“Now It Can Be Told” by Prof A N Bali

Those of us who are fond of Indian history owe gratitude to Prabhat Prakashan for publishing, or should I say re-publishing in e- book form a book which virtually disappeared from India. This book is titled, “Now It Can Be Told”by Professor A N Bali and is about the Partition of Punjab in 1947. What makes the book more interesting is that it is based on the personal experience and observations of the author who was then a Professor in the Punjab University at Lahore in the undivided India. From reading the book, we gather it was first published a few years after the events of Partition and the Independence of India took place, hence the title of the book. I would guess it may have been published around 1949-50 or so.
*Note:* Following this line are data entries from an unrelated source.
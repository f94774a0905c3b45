use std::collections::{HashMap, VecDeque};

use kioku_core::*;
use rand::rngs::SmallRng;
use rand::{Rng, SeedableRng};

const A: Icon = Icon::new(Shape::Donut, Color::Red);
const B: Icon = Icon::new(Shape::Ball, Color::Lime);

#[derive(Default)]
struct RecordingRenderer {
    cells: HashMap<Coord2, CellContent>,
    highlights: Vec<Coord2>,
    hud: Hud,
    backdrop: Backdrop,
    frames: usize,
}

impl Renderer for RecordingRenderer {
    fn begin_frame(&mut self, backdrop: Backdrop) {
        self.cells.clear();
        self.highlights.clear();
        self.backdrop = backdrop;
    }

    fn draw_cell(&mut self, coords: Coord2, content: CellContent) {
        self.cells.insert(coords, content);
    }

    fn draw_highlight(&mut self, coords: Coord2) {
        self.highlights.push(coords);
    }

    fn draw_score_hud(&mut self, hud: Hud) {
        self.hud = hud;
    }

    fn end_frame(&mut self) {
        self.frames += 1;
    }
}

struct Harness {
    session: GameSession<SmallRng>,
    renderer: RecordingRenderer,
}

impl Harness {
    /// ```text
    /// A B
    /// A B
    /// ```
    fn two_by_two(timing: TimingConfig) -> Self {
        let config = GameConfig {
            timing,
            preview: false,
            ..GameConfig::new((2, 2))
        };
        let board = Board::from_columns(&[[A, A], [B, B]]).unwrap();
        let round = GameRound::new(board, ScoreState::new());
        Self {
            session: GameSession::from_round(config, SmallRng::seed_from_u64(1), round).unwrap(),
            renderer: RecordingRenderer::default(),
        }
    }

    fn tick(&mut self, elapsed_ms: u32, events: &[InputEvent]) -> Flow {
        let mut input: VecDeque<InputEvent> = events.iter().copied().collect();
        let flow = self
            .session
            .tick(elapsed_ms, &mut input, &mut self.renderer)
            .unwrap();
        assert!(input.is_empty(), "events must be drained every frame");
        flow
    }

    fn settle(&mut self) {
        for _ in 0..10_000 {
            if !self.session.is_locked() {
                return;
            }
            self.tick(16, &[]);
        }
        panic!("animation never finished");
    }

    fn cell(&self, coords: Coord2) -> CellContent {
        self.renderer.cells[&coords]
    }

    fn pick(&mut self, coords: Coord2) {
        self.tick(16, &[InputEvent::Select(coords)]);
        self.settle();
    }
}

#[test]
fn matching_both_pairs_wins_the_round() {
    let mut harness = Harness::two_by_two(TimingConfig::instant());
    harness.session.take_notifications();

    harness.pick((0, 0));
    harness.pick((0, 1));
    let round = harness.session.round();
    assert_eq!((round.score(), round.streak()), (1, 1));
    assert!(round.is_revealed((0, 0)) && round.is_revealed((0, 1)));
    assert_eq!(round.phase(), TurnPhase::Idle);

    harness.pick((1, 0));
    harness.tick(16, &[InputEvent::Select((1, 1))]);
    // RevealIn finishes on the next frame, which settles the turn
    harness.tick(16, &[]);
    let round = harness.session.round();
    assert_eq!((round.score(), round.streak()), (3, 2));
    assert_eq!(round.phase(), TurnPhase::Won);
    assert_eq!(
        harness.session.take_notifications(),
        [Notification::RoundWon {
            final_score: 3,
            round: 1
        }]
    );
    assert!(harness.session.is_locked());

    harness.settle();
    assert_eq!(harness.session.round_number(), 2);
    assert_eq!(harness.session.round().phase(), TurnPhase::Idle);
    assert_eq!(harness.session.round().score(), 0);
    assert_eq!(
        harness.session.take_notifications(),
        [Notification::RoundStarted { round: 2 }]
    );
    assert!(
        harness
            .renderer
            .cells
            .values()
            .all(|content| content.is_covered())
    );
}

#[test]
fn mismatch_covers_both_tiles_again() {
    let mut harness = Harness::two_by_two(TimingConfig::default());

    harness.pick((0, 0));
    harness.pick((1, 0));

    let round = harness.session.round();
    assert!(!round.is_revealed((0, 0)) && !round.is_revealed((1, 0)));
    assert_eq!(round.streak(), 0);
    assert_eq!(round.phase(), TurnPhase::Idle);
    assert!(harness.cell((0, 0)).is_covered());
    assert!(harness.cell((1, 0)).is_covered());
}

#[test]
fn mismatch_shows_both_icons_during_hold() {
    let timing = TimingConfig::default();
    let mut harness = Harness::two_by_two(timing);

    harness.pick((0, 0));
    assert_eq!(harness.cell((0, 0)), CellContent::Icon(A));

    harness.tick(16, &[InputEvent::Select((1, 0))]);
    harness.tick(timing.reveal_ms, &[]);
    harness.tick(timing.mismatch_hold_ms / 2, &[]);

    assert_eq!(harness.cell((0, 0)), CellContent::Icon(A));
    assert_eq!(harness.cell((1, 0)), CellContent::Icon(B));
    assert!(matches!(
        harness.session.round().phase(),
        TurnPhase::Resolving { matched: false, .. }
    ));
}

#[test]
fn reveal_slides_over_several_frames() {
    let timing = TimingConfig::default();
    let mut harness = Harness::two_by_two(timing);

    harness.tick(16, &[InputEvent::Select((0, 0))]);
    assert_eq!(harness.cell((0, 0)), CellContent::Covered);

    harness.tick(timing.reveal_ms / 2, &[]);
    match harness.cell((0, 0)) {
        CellContent::Sliding { icon, cover } => {
            assert_eq!(icon, A);
            assert!(cover > 0.4 && cover < 0.6, "cover was {cover}");
        }
        other => panic!("expected sliding tile, got {other:?}"),
    }

    harness.settle();
    assert_eq!(harness.cell((0, 0)), CellContent::Icon(A));
}

#[test]
fn input_during_lock_is_dropped_not_queued() {
    let mut harness = Harness::two_by_two(TimingConfig::default());

    harness.pick((0, 0));
    harness.tick(16, &[InputEvent::Select((1, 0))]);
    assert!(harness.session.is_locked());

    harness.tick(16, &[InputEvent::Select((0, 1)), InputEvent::RequestHint]);
    harness.settle();

    let round = harness.session.round();
    assert_eq!(round.phase(), TurnPhase::Idle);
    assert_eq!(round.selection(), Selection::Empty);
    assert!(!round.is_revealed((0, 1)));
}

#[test]
fn only_one_transition_per_tick() {
    let mut harness = Harness::two_by_two(TimingConfig::instant());

    harness.tick(16, &[InputEvent::Select((0, 0)), InputEvent::Select((0, 1))]);
    harness.settle();

    assert_eq!(harness.session.round().phase(), TurnPhase::OnePending((0, 0)));
    assert!(!harness.session.round().is_revealed((0, 1)));
}

#[test]
fn hint_without_pending_tile_is_rejected() {
    let mut harness = Harness::two_by_two(TimingConfig::default());
    let before = harness.session.round().clone();

    assert_eq!(
        harness.session.request_hint(),
        Err(GameError::InvalidHintRequest(
            HintRejection::NoPendingSelection
        ))
    );
    assert_eq!(harness.session.round(), &before);
    assert!(!harness.session.is_locked());

    harness.tick(16, &[InputEvent::RequestHint]);
    assert_eq!(harness.session.round(), &before);
    assert!(harness.renderer.highlights.is_empty());
}

#[test]
fn hint_flashes_pending_tile_and_partner() {
    let mut harness = Harness::two_by_two(TimingConfig::default());
    harness.pick((1, 1));

    harness.tick(16, &[InputEvent::RequestHint]);
    assert_eq!(harness.renderer.highlights, [(1, 1), (1, 0)]);
    assert!(harness.cell((1, 0)).is_covered());
    assert!(harness.session.is_locked());

    harness.settle();
    assert_eq!(harness.session.round().pending(), Some((1, 1)));
    assert!(!harness.session.round().is_revealed((1, 0)));
}

#[test]
fn hover_highlights_covered_tiles_only() {
    let mut harness = Harness::two_by_two(TimingConfig::instant());

    harness.tick(16, &[InputEvent::Hover(Some((1, 0)))]);
    assert_eq!(harness.renderer.highlights, [(1, 0)]);

    harness.pick((1, 0));
    assert!(harness.renderer.highlights.is_empty());

    harness.tick(16, &[InputEvent::Hover(Some((9, 9)))]);
    assert_eq!(harness.session.hover(), None);
}

#[test]
fn restart_discards_round_and_lock() {
    let mut harness = Harness::two_by_two(TimingConfig::default());
    harness.pick((0, 0));
    harness.pick((0, 1));
    harness.pick((1, 0));
    harness.tick(16, &[InputEvent::Select((1, 1))]);
    assert!(harness.session.is_locked());
    harness.session.take_notifications();

    harness.tick(16, &[InputEvent::Restart]);

    assert!(!harness.session.is_locked());
    assert_eq!(harness.session.round_number(), 2);
    assert_eq!(harness.session.round().score(), 0);
    assert_eq!(harness.session.round().streak(), 0);
    assert_eq!(harness.session.round().reveal_state().revealed_count(), 0);
    assert_eq!(
        harness.session.take_notifications(),
        [Notification::RoundStarted { round: 2 }]
    );
}

#[test]
fn carry_over_keeps_score_between_rounds() {
    let config = GameConfig {
        timing: TimingConfig::instant(),
        preview: false,
        score_policy: ScorePolicy::CarryOver,
        ..GameConfig::new((2, 2))
    };
    let board = Board::from_columns(&[[A, A], [B, B]]).unwrap();
    let mut harness = Harness {
        session: GameSession::from_round(
            config,
            SmallRng::seed_from_u64(3),
            GameRound::new(board, ScoreState::new()),
        )
        .unwrap(),
        renderer: RecordingRenderer::default(),
    };

    for coords in [(0, 0), (0, 1), (1, 0), (1, 1)] {
        harness.pick(coords);
    }

    assert_eq!(harness.session.round_number(), 2);
    assert_eq!(harness.session.round().score(), 3);
    assert_eq!(harness.session.round().streak(), 0);
    assert_eq!(harness.renderer.hud.score, 3);
    assert_eq!(harness.renderer.hud.round, 2);
}

#[test]
fn win_flourish_flashes_backdrop() {
    let timing = TimingConfig::default();
    let mut harness = Harness::two_by_two(timing);
    harness.pick((0, 0));
    harness.pick((0, 1));
    harness.pick((1, 0));
    harness.tick(16, &[InputEvent::Select((1, 1))]);
    harness.tick(timing.reveal_ms, &[]);
    assert_eq!(harness.session.round().phase(), TurnPhase::Won);

    assert_eq!(harness.renderer.backdrop, Backdrop::Normal);
    harness.tick(timing.win_flash_ms, &[]);
    assert_eq!(harness.renderer.backdrop, Backdrop::Flash);
    harness.tick(timing.win_flash_ms, &[]);
    assert_eq!(harness.renderer.backdrop, Backdrop::Normal);
}

#[test]
fn random_play_never_hides_revealed_tiles() {
    let config = GameConfig {
        timing: TimingConfig::instant(),
        ..GameConfig::new((4, 4))
    };
    let mut session = GameSession::new(config, SmallRng::seed_from_u64(11)).unwrap();
    let mut player = SmallRng::seed_from_u64(12);
    let mut renderer = RecordingRenderer::default();
    let mut seen: Vec<Coord2> = Vec::new();
    let mut round_number = session.round_number();
    let mut wins = 0;

    for _ in 0..5_000 {
        let coords = (player.random_range(0..4), player.random_range(0..4));
        let mut input = VecDeque::from([InputEvent::Select(coords)]);
        session.tick(16, &mut input, &mut renderer).unwrap();

        if session.round_number() != round_number {
            round_number = session.round_number();
            seen.clear();
        }
        for &coords in &seen {
            assert!(session.round().is_revealed(coords), "{coords:?} was hidden again");
        }
        seen = iter_cells((4, 4))
            .filter(|&coords| session.round().is_revealed(coords))
            .collect();

        wins += session
            .take_notifications()
            .iter()
            .filter(|notification| matches!(notification, Notification::RoundWon { .. }))
            .count();
    }

    assert!(wins > 0, "random play should clear at least one board");
}

#[test]
fn quit_ends_the_loop_without_rendering() {
    let mut harness = Harness::two_by_two(TimingConfig::default());
    let frames = harness.renderer.frames;

    assert_eq!(harness.tick(16, &[InputEvent::Quit]), Flow::Quit);
    assert_eq!(harness.renderer.frames, frames);
}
It appears the book was controversial at the time of its publication as it was considered to be critical of the powers that be. These included the then Prime Minister of India, Pandit Jawaharlal Nehru and many of his colleagues in the Indian National Congress. I find from the website of Indian Kanoon that in September 1950 this book featured in a case that came up for hearing in the Punjab High Court. The Court overruled the order of the Chief Commissioner of Delhi that all copies of the book written by Prof Bali and published by Akaslivani Prakashan, Jullundar, should be “forfeited’.

So much has been written about the Partition and the horrors that followed it. I have read a fair number of books on the subject but I still found Prof Bali’s book of great interest as he writes from his personal experience. From Prof Bali’s book, it is clear that in many cases the departing British, or at least a fair number of them, supported the Muslims rather than the Hindus and the Sikhs. This happened in particular in Lahore and surrounding areas. Muslim refugees heading to Pakistan found it relatively easier than Hindus and Sikhs seeking refuge in india. Cases of blatant partiality are described. Refugees from India to Pakistan were given shorter amd more convenient routes while the refugees from Pakistan heading to Indian were given much longer and more dangerous routes.

I must say the book leaves you sad that the politicians of that time including Mahatma Gandhi ( described as being both a Mahatma and a politician in some senses) did not foresee the enormous hardship the Partition would cost the millions affected. The horrors of refugees being murdered, raped, and maimed are already well-documented. This books adds to the list of gory stories of how bad things were in those tumultuous times.

What is shocking is how those who fled Lahore genuinely believed that they could return one day to their homes and property. We see how the Governments of india and Pakistan differed in their treatment of property left behind by those who fled. In Pakistan, it became a free for all. Thousands grabbed land and property they would never have dreamt of possessing in their lives. On the contrary in India, the property of those who fled the country were guarded carefully – in some cases for decades- while the refugees from Lahore lived in pitiable conditions in the hastily created dreadful refugee camps.

I think this book must be read by every student of Indian history. Don’t they say we should learn from mistakes made in the past? If we don’t know about the mistakes how will we ever avoid them?? Here lies the importance of books like this by Prof Amar Nath Bali.